Anatomy of a Suicide looks at three generations of women in various phases of mental collapse. They line up on a stage that resembles a grey dungeon while sad events unfold around them. The first woman gets pregnant. The second takes heroin. The third argues with a lesbian about a fish. Their lives span several decades but their stories are presented simultaneously, and this tripartite method conceals the plain fact that the events dramatised are too flimsy to merit theatrical portrayal. A soap opera would baulk at such scenes: a druggie teenager bores a cameraman with a list of gloomy soundbites; a female wedding guest is partially seduced by a giggling gatecrasher; a patient in a hospital invites a nurse to eat some haddock.

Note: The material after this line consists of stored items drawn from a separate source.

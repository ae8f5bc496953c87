//! Infrastructure: configuration loading and logging setup.

pub mod config;
pub mod logging;

pub use config::{ConfigError, ConfigLoader};
pub use logging::LoggerImpl;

Writer Alice Birch aims her characterisation at the chicklit crowd. All the females are sympathetic because they’re lost, miserable and a bit whiney. The males are uniformly horrible, aggressive, sentimental boors. With one exception: a black male character who seems so sweet and intelligent that he might be an honorary woman. Each change of scene involves a flash of lesbian titillation. The actresses are stripped to their bikinis by stage hands who pass them fresh costumes to climb into. Some scenes end with a massive CRUMP! and a surge of lights as if to remind us that a momentous art work is in progress. And the actors move to their new positions in super-slow motion, which gives a strong hint that This Play Deserves A Prize. It does, in a way, deserve a prize — for the most obtuse script of the year.
The dialogue has been crafted as an act of sabotage. Rather than editing and refining normal conversation to give it tension, shape and direction, Ms Birch has retained all the banal and pointless detritus of everyday speech.